**Source information:**
/*!
The drawing surface. A `Canvas` owns a fixed-size RGBA pixel buffer plus
the current brush color and size, and implements every drawing command
and read-only predicate of the language. Coordinates handed to drawing
commands may land outside the buffer; writes there are silently clipped.

Errors raised here carry no source position. The interpreter attaches
the calling statement's position before surfacing them.
*/

use super::State;
use crate::error;
use crate::lang::Error;
use std::collections::VecDeque;

type Result<T> = std::result::Result<T, Error>;

/// One pixel, 8 bits per channel.
#[derive(Clone, Copy, Debug, PartialEq, Eq)]
pub struct Rgba {
    pub r: u8,
    pub g: u8,
    pub b: u8,
    pub a: u8,
}

impl Rgba {
    pub const WHITE: Rgba = Rgba::opaque(255, 255, 255);
    pub const BLACK: Rgba = Rgba::opaque(0, 0, 0);
    pub const RED: Rgba = Rgba::opaque(255, 0, 0);
    pub const GREEN: Rgba = Rgba::opaque(0, 255, 0);
    pub const BLUE: Rgba = Rgba::opaque(0, 0, 255);
    pub const YELLOW: Rgba = Rgba::opaque(255, 255, 0);
    pub const TRANSPARENT: Rgba = Rgba {
        r: 0,
        g: 0,
        b: 0,
        a: 0,
    };

    const fn opaque(r: u8, g: u8, b: u8) -> Rgba {
        Rgba { r, g, b, a: 255 }
    }

    /// Resolves a color spec. Accepts a palette name (case-insensitive)
    /// or `#RRGGBB`/`#RRGGBBAA` hex. Surrounding double quotes are
    /// stripped so raw string lexemes also resolve.
    pub fn parse(spec: &str) -> Result<Rgba> {
        let spec = spec.trim().trim_matches('"');
        if let Some(hex) = spec.strip_prefix('#') {
            return Rgba::parse_hex(spec, hex);
        }
        match spec.to_ascii_lowercase().as_str() {
            "white" => Ok(Rgba::WHITE),
            "black" => Ok(Rgba::BLACK),
            "red" => Ok(Rgba::RED),
            "green" => Ok(Rgba::GREEN),
            "blue" => Ok(Rgba::BLUE),
            "yellow" => Ok(Rgba::YELLOW),
            "transparent" => Ok(Rgba::TRANSPARENT),
            _ => Err(error!(Runtime; "unknown color '{}'", spec)),
        }
    }

    fn parse_hex(spec: &str, hex: &str) -> Result<Rgba> {
        if !hex.is_ascii() {
            return Err(error!(Runtime; "invalid hex color '{}'", spec));
        }
        let channel = |i: usize| {
            u8::from_str_radix(&hex[i..i + 2], 16)
                .map_err(|_| error!(Runtime; "invalid hex color '{}'", spec))
        };
        match hex.len() {
            6 => Ok(Rgba {
                r: channel(0)?,
                g: channel(2)?,
                b: channel(4)?,
                a: 255,
            }),
            8 => Ok(Rgba {
                r: channel(0)?,
                g: channel(2)?,
                b: channel(4)?,
                a: channel(6)?,
            }),
            _ => Err(error!(Runtime; "invalid hex color '{}'", spec)),
        }
    }
}

pub struct Canvas {
    width: i32,
    height: i32,
    pixels: Vec<Rgba>,
    brush: Rgba,
    brush_size: i32,
}

impl Canvas {
    /// A white canvas with a black single-pixel brush.
    pub fn new(width: i32, height: i32) -> Result<Canvas> {
        if width <= 0 || height <= 0 {
            return Err(
                error!(Runtime; "canvas dimensions must be positive, got {}x{}", width, height),
            );
        }
        Ok(Canvas {
            width,
            height,
            pixels: vec![Rgba::WHITE; (width * height) as usize],
            brush: Rgba::BLACK,
            brush_size: 1,
        })
    }

    pub fn width(&self) -> i32 {
        self.width
    }

    pub fn height(&self) -> i32 {
        self.height
    }

    fn in_bounds(&self, x: i32, y: i32) -> bool {
        x >= 0 && x < self.width && y >= 0 && y < self.height
    }

    /// Bounds-checked read, used by predicates and the image codec hooks.
    pub fn pixel(&self, x: i32, y: i32) -> Result<Rgba> {
        if !self.in_bounds(x, y) {
            return Err(error!(Runtime; "pixel ({}, {}) is outside the canvas", x, y));
        }
        Ok(self.pixels[(y * self.width + x) as usize])
    }

    pub fn set_pixel(&mut self, x: i32, y: i32, color: Rgba) -> Result<()> {
        if !self.in_bounds(x, y) {
            return Err(error!(Runtime; "pixel ({}, {}) is outside the canvas", x, y));
        }
        self.pixels[(y * self.width + x) as usize] = color;
        Ok(())
    }

    /// Clipping write. Out-of-bounds coordinates are a no-op.
    fn paint(&mut self, x: i32, y: i32) {
        if self.in_bounds(x, y) {
            self.pixels[(y * self.width + x) as usize] = self.brush;
        }
    }

    /// Stamps the brush square centered at (x, y). A transparent brush
    /// writes nothing.
    fn stamp(&mut self, x: i32, y: i32) {
        if self.brush.a == 0 {
            return;
        }
        let reach = self.brush_size / 2;
        for dy in -reach..=reach {
            for dx in -reach..=reach {
                self.paint(x + dx, y + dy);
            }
        }
    }

    fn ensure_direction(dx: i32, dy: i32) -> Result<()> {
        if (-1..=1).contains(&dx) && (-1..=1).contains(&dy) {
            Ok(())
        } else {
            Err(error!(Runtime; "invalid direction ({}, {})", dx, dy))
        }
    }

    pub fn set_color(&mut self, spec: &str) -> Result<()> {
        self.brush = Rgba::parse(spec)?;
        Ok(())
    }

    pub fn set_size(&mut self, size: i32) -> Result<()> {
        if size <= 0 {
            return Err(error!(Runtime; "brush size must be positive, got {}", size));
        }
        // Stamps are centered, so even sizes round down to odd.
        self.brush_size = if size % 2 == 0 { size - 1 } else { size };
        Ok(())
    }

    pub fn draw_line(&mut self, state: &mut State, dx: i32, dy: i32, length: i32) -> Result<()> {
        Canvas::ensure_direction(dx, dy)?;
        // The first stamp lands on the cursor itself.
        let mut x = state.cursor_x;
        let mut y = state.cursor_y;
        for _ in 0..length {
            self.stamp(x, y);
            x += dx;
            y += dy;
        }
        state.cursor_x = x;
        state.cursor_y = y;
        Ok(())
    }

    pub fn draw_rectangle(
        &mut self,
        state: &mut State,
        dx: i32,
        dy: i32,
        distance: i32,
        width: i32,
        height: i32,
    ) -> Result<()> {
        // Unlike the line and circle, any (dx, dy) vector is a legal
        // offset to the new center, and non-positive dimensions draw
        // nothing; the cursor moves either way.
        let cx = state.cursor_x + dx * distance;
        let cy = state.cursor_y + dy * distance;
        if width > 0 && height > 0 {
            let left = cx - width / 2;
            let top = cy - height / 2;
            let right = left + width - 1;
            let bottom = top + height - 1;
            for x in left..=right {
                self.stamp(x, top);
                self.stamp(x, bottom);
            }
            for y in top..=bottom {
                self.stamp(left, y);
                self.stamp(right, y);
            }
        }
        state.cursor_x = cx;
        state.cursor_y = cy;
        Ok(())
    }

    pub fn draw_circle(&mut self, state: &mut State, dx: i32, dy: i32, radius: i32) -> Result<()> {
        Canvas::ensure_direction(dx, dy)?;
        if radius <= 0 {
            return Err(error!(Runtime; "circle radius must be positive, got {}", radius));
        }
        let cx = state.cursor_x + dx;
        let cy = state.cursor_y + dy;
        // One-pixel ring: stamp offsets whose distance falls in radius +/- 0.5.
        let r = radius as f64;
        for y in -radius..=radius {
            for x in -radius..=radius {
                let d = ((x * x + y * y) as f64).sqrt();
                if d >= r - 0.5 && d <= r + 0.5 {
                    self.stamp(cx + x, cy + y);
                }
            }
        }
        state.cursor_x = cx;
        state.cursor_y = cy;
        Ok(())
    }

    /// 4-connected flood fill from the cursor, replacing the region that
    /// shares the cursor's starting color. A cursor off the canvas, or a
    /// region already painted in the brush color, is a no-op.
    pub fn fill(&mut self, state: &State) -> Result<()> {
        if !self.in_bounds(state.cursor_x, state.cursor_y) {
            return Ok(());
        }
        let target = self.pixel(state.cursor_x, state.cursor_y)?;
        if target == self.brush {
            return Ok(());
        }
        let mut visited = vec![false; (self.width * self.height) as usize];
        let mut frontier = VecDeque::new();
        frontier.push_back((state.cursor_x, state.cursor_y));
        visited[(state.cursor_y * self.width + state.cursor_x) as usize] = true;
        while let Some((x, y)) = frontier.pop_front() {
            self.pixels[(y * self.width + x) as usize] = self.brush;
            for (nx, ny) in [(x + 1, y), (x - 1, y), (x, y + 1), (x, y - 1)] {
                if !self.in_bounds(nx, ny) {
                    continue;
                }
                let index = (ny * self.width + nx) as usize;
                if !visited[index] && self.pixels[index] == target {
                    visited[index] = true;
                    frontier.push_back((nx, ny));
                }
            }
        }
        Ok(())
    }

    pub fn set_cursor(&self, state: &mut State, x: i32, y: i32) -> Result<()> {
        if !self.in_bounds(x, y) {
            return Err(error!(Runtime; "cursor ({}, {}) is outside the canvas", x, y));
        }
        state.cursor_x = x;
        state.cursor_y = y;
        Ok(())
    }

    pub fn clear(&mut self) {
        self.pixels.fill(Rgba::WHITE);
    }

    /// Comparison is on the resolved RGBA value, so "#FF0000" matches "Red".
    /// An unparseable spec is simply not a match.
    pub fn is_brush_color(&self, spec: &str) -> bool {
        Rgba::parse(spec).map_or(false, |c| c == self.brush)
    }

    pub fn is_brush_size(&self, size: i32) -> bool {
        self.brush_size == size
    }

    pub fn is_canvas_color(&self, spec: &str) -> bool {
        Rgba::parse(spec).map_or(false, |c| self.pixels.iter().all(|p| *p == c))
    }

    /// Counts matching pixels in the box spanned by the two corners.
    /// Either corner off the canvas makes the count 0.
    pub fn color_count(&self, spec: &str, x1: i32, y1: i32, x2: i32, y2: i32) -> i32 {
        let color = match Rgba::parse(spec) {
            Ok(c) => c,
            Err(_) => return 0,
        };
        if !self.in_bounds(x1, y1) || !self.in_bounds(x2, y2) {
            return 0;
        }
        let (left, right) = (x1.min(x2), x1.max(x2));
        let (top, bottom) = (y1.min(y2), y1.max(y2));
        let mut count = 0;
        for y in top..=bottom {
            for x in left..=right {
                if self.pixels[(y * self.width + x) as usize] == color {
                    count += 1;
                }
            }
        }
        count
    }

    /// Debug view: one letter per pixel, palette colors by initial,
    /// '.' for white, '#' for black, '?' for anything else.
    pub fn render_ascii(&self) -> String {
        let mut out = String::with_capacity((self.width as usize + 1) * self.height as usize);
        for y in 0..self.height {
            for x in 0..self.width {
                out.push(match self.pixels[(y * self.width + x) as usize] {
                    Rgba::WHITE => '.',
                    Rgba::BLACK => '#',
                    Rgba::RED => 'R',
                    Rgba::GREEN => 'G',
                    Rgba::BLUE => 'B',
                    Rgba::YELLOW => 'Y',
                    Rgba::TRANSPARENT => ' ',
                    _ => '?',
                });
            }
            out.push('\n');
        }
        out
    }

    /// The whole buffer as interleaved RGBA bytes, row-major.
    pub fn raw_rgba(&self) -> Vec<u8> {
        let mut raw = Vec::with_capacity(self.pixels.len() * 4);
        for p in self.pixels.iter() {
            raw.extend_from_slice(&[p.r, p.g, p.b, p.a]);
        }
        raw
    }

    pub fn load_raw(&mut self, raw: &[u8]) -> Result<()> {
        let expected = (self.width * self.height) as usize * 4;
        if raw.len() != expected {
            return Err(
                error!(Runtime; "pixel buffer has {} bytes, expected {}", raw.len(), expected),
            );
        }
        for (pixel, bytes) in self.pixels.iter_mut().zip(raw.chunks_exact(4)) {
            *pixel = Rgba {
                r: bytes[0],
                g: bytes[1],
                b: bytes[2],
                a: bytes[3],
            };
        }
        Ok(())
    }
}
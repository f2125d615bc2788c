use pixelwalle::lang::{lex, parse, Error};
use pixelwalle::mach::{analyze, execute, Canvas, State, UNBOUNDED};

/// Runs a program to completion on a fresh canvas. Panics on any
/// pipeline failure; use `check` or `run_err` for the error paths.
pub fn run(source: &str, width: i32, height: i32) -> (State, Canvas) {
    let program = parse(&lex(source).unwrap()).unwrap();
    let findings = analyze(&program);
    assert!(findings.is_empty(), "{:?}", findings);
    let mut state = State::new();
    let mut canvas = Canvas::new(width, height).unwrap();
    execute(&program, &mut state, &mut canvas, 1, UNBOUNDED).unwrap();
    (state, canvas)
}

/// Runs a program expected to fail at runtime.
pub fn run_err(source: &str, width: i32, height: i32) -> Error {
    let program = parse(&lex(source).unwrap()).unwrap();
    let mut state = State::new();
    let mut canvas = Canvas::new(width, height).unwrap();
    execute(&program, &mut state, &mut canvas, 1, UNBOUNDED).unwrap_err()
}

/// Lexes, parses and analyzes without executing. Lex and parse failures
/// come back as a single-element list.
pub fn check(source: &str) -> Vec<Error> {
    let tokens = match lex(source) {
        Ok(tokens) => tokens,
        Err(e) => return vec![e],
    };
    let program = match parse(&tokens) {
        Ok(program) => program,
        Err(e) => return vec![e],
    };
    analyze(&program)
}
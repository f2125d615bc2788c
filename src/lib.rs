//! # PixelWalle
//!
//! An interpreter for the PixelWalle drawing language: a tiny
//! line-oriented language whose programs steer a brush across an RGBA
//! canvas with commands like `Spawn`, `DrawLine` and `Fill`.
//!
//! The pipeline is `lang::lex` → `lang::parse` → `mach::analyze` →
//! `mach::execute`. Analysis batches every defect into one report;
//! execution can run to completion or in resumable chunks over a
//! caller-chosen window of source lines, with the `mach::State` and
//! `mach::Canvas` surviving between calls.
//!
//! ```
//! use pixelwalle::{lang, mach};
//!
//! let program = lang::parse(&lang::lex("Spawn(0, 0)\nDrawLine(1, 0, 3)").unwrap()).unwrap();
//! assert!(mach::analyze(&program).is_empty());
//!
//! let mut state = mach::State::new();
//! let mut canvas = mach::Canvas::new(16, 16).unwrap();
//! mach::execute(&program, &mut state, &mut canvas, 1, mach::UNBOUNDED).unwrap();
//! assert_eq!(state.cursor_x, 3);
//! ```

pub mod lang;
pub mod mach;
impl<'a> Interp<'a> {
    fn eval(&mut self, expr: &Expression) -> Result<Val> {
        match expr {
            Expression::Integer(_, n) => Ok(Val::Integer(*n)),
            Expression::Boolean(_, b) => Ok(Val::Boolean(*b)),
            Expression::Str(_, s) => Ok(Val::Str(s.clone())),
            Expression::Var(pos, name) => self.state.fetch(name, *pos),
            Expression::Function(pos, word, args) => self.query(*pos, *word, args),
            Expression::Unary(_, op, operand) => {
                let n = self.eval(operand)?.as_int(operand.pos())?;
                Ok(Val::Integer(match op {
                    UnOp::Plus => n,
                    UnOp::Minus => n.wrapping_neg(),
                }))
            }
            Expression::Binary(pos, op, lhs, rhs) => self.binary(*pos, *op, lhs, rhs),
        }
    }

    fn binary(&mut self, pos: Pos, op: BinOp, lhs: &Expression, rhs: &Expression) -> Result<Val> {
        use BinOp::*;
        match op {
            Equal => {
                let left = self.eval(lhs)?;
                let right = self.eval(rhs)?;
                Ok(Val::Boolean(left == right))
            }
            And | Or => {
                let left = self.eval(lhs)?.as_bool(lhs.pos())?;
                let right = self.eval(rhs)?.as_bool(rhs.pos())?;
                Ok(Val::Boolean(if op == And {
                    left && right
                } else {
                    left || right
                }))
            }
            _ => {
                let left = self.eval(lhs)?.as_int(lhs.pos())?;
                let right = self.eval(rhs)?.as_int(rhs.pos())?;
                let result = match op {
                    Add => Val::Integer(left.wrapping_add(right)),
                    Subtract => Val::Integer(left.wrapping_sub(right)),
                    Multiply => Val::Integer(left.wrapping_mul(right)),
                    Divide => {
                        if right == 0 {
                            return Err(error!(Runtime, pos; "division by zero"));
                        }
                        Val::Integer(left.wrapping_div(right))
                    }
                    Modulo => {
                        if right == 0 {
                            return Err(error!(Runtime, pos; "modulo by zero"));
                        }
                        Val::Integer(left.wrapping_rem(right))
                    }
                    Power => Val::Integer(pow(left, right, pos)?),
                    Less => Val::Boolean(left < right),
                    LessEqual => Val::Boolean(left <= right),
                    Greater => Val::Boolean(left > right),
                    GreaterEqual => Val::Boolean(left >= right),
                    Equal | And | Or => unreachable!(),
                };
                Ok(result)
            }
        }
    }

    /// Evaluates every argument, then re-checks arity against the
    /// signature table. The analyzer is advisory; nothing stops a driver
    /// from executing a program it flagged.
    fn arguments(&mut self, pos: Pos, word: Word, args: &[Expression]) -> Result<Vec<Val>> {
        let mut values = Vec::with_capacity(args.len());
        for arg in args.iter() {
            values.push(self.eval(arg)?);
        }
        let expected = function::signature(word).len();
        if values.len() != expected {
            return Err(error!(Runtime, pos;
                "'{}' expects {} arguments, found {}", word, expected, values.len()));
        }
        Ok(values)
    }

    /// A callable word in statement position. Queries are evaluated and
    /// their result discarded.
    fn call(&mut self, pos: Pos, word: Word, args: &[Expression]) -> Result<()> {
        if word.is_query() {
            self.query(pos, word, args)?;
            return Ok(());
        }
        let values = self.arguments(pos, word, args)?;
        let int = |i: usize| values[i].as_int(args[i].pos());
        match word {
            Word::Color => {
                let spec = values[0].as_str(args[0].pos())?;
                self.canvas.set_color(spec)
            }
            Word::Size => self.canvas.set_size(int(0)?),
            Word::DrawLine => self.canvas.draw_line(self.state, int(0)?, int(1)?, int(2)?),
            Word::DrawCircle => self.canvas.draw_circle(self.state, int(0)?, int(1)?, int(2)?),
            Word::DrawRectangle => {
                self.canvas
                    .draw_rectangle(self.state, int(0)?, int(1)?, int(2)?, int(3)?, int(4)?)
            }
            Word::Fill => self.canvas.fill(self.state),
            Word::SetCursor => self.canvas.set_cursor(self.state, int(0)?, int(1)?),
            _ => Err(error!(Runtime; "'{}' is not a command", word)),
        }
        .map_err(|e| e.at(pos))
    }

    /// A query word in expression position (or as a discarded statement).
    fn query(&mut self, pos: Pos, word: Word, args: &[Expression]) -> Result<Val> {
        if !word.is_query() {
            return Err(error!(Runtime, pos; "'{}' is not valid in an expression", word));
        }
        let values = self.arguments(pos, word, args)?;
        let int = |i: usize| values[i].as_int(args[i].pos());
        match word {
            Word::GetActualX => Ok(Val::Integer(self.state.cursor_x)),
            Word::GetActualY => Ok(Val::Integer(self.state.cursor_y)),
            Word::GetCanvasSize => Ok(Val::Integer(self.canvas.width())),
            Word::GetColorCount => {
                let spec = values[0].as_str(args[0].pos())?;
                Ok(Val::Integer(
                    self.canvas
                        .color_count(spec, int(1)?, int(2)?, int(3)?, int(4)?),
                ))
            }
            Word::IsBrushColor => {
                let spec = values[0].as_str(args[0].pos())?;
                Ok(Val::Boolean(self.canvas.is_brush_color(spec)))
            }
            Word::IsBrushSize => Ok(Val::Boolean(self.canvas.is_brush_size(int(0)?))),
            Word::IsCanvasColor => {
                let spec = values[0].as_str(args[0].pos())?;
                Ok(Val::Boolean(self.canvas.is_canvas_color(spec)))
            }
            _ => Err(error!(Runtime, pos; "'{}' is not valid in an expression", word)),
        }
    }
}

**Task item:** Please write out, exactly as they appear above, only the lines in the stretch from the line with "and read-only predicate" through the line with "pub const RED: Rgba".

**Answer space:**
and read-only predicate of the language. Coordinates handed to drawing
commands may land outside the buffer; writes there are silently clipped.

Errors raised here carry no source position. The interpreter attaches
the calling statement's position before surfacing them.
*/

use super::State;
use crate::error;
use crate::lang::Error;
use std::collections::VecDeque;

type Result<T> = std::result::Result<T, Error>;

/// One pixel, 8 bits per channel.
#[derive(Clone, Copy, Debug, PartialEq, Eq)]
pub struct Rgba {
    pub r: u8,
    pub g: u8,
    pub b: u8,
    pub a: u8,
}

impl Rgba {
    pub const WHITE: Rgba = Rgba::opaque(255, 255, 255);
    pub const BLACK: Rgba = Rgba::opaque(0, 0, 0);
    pub const RED: Rgba = Rgba::opaque(255, 0, 0);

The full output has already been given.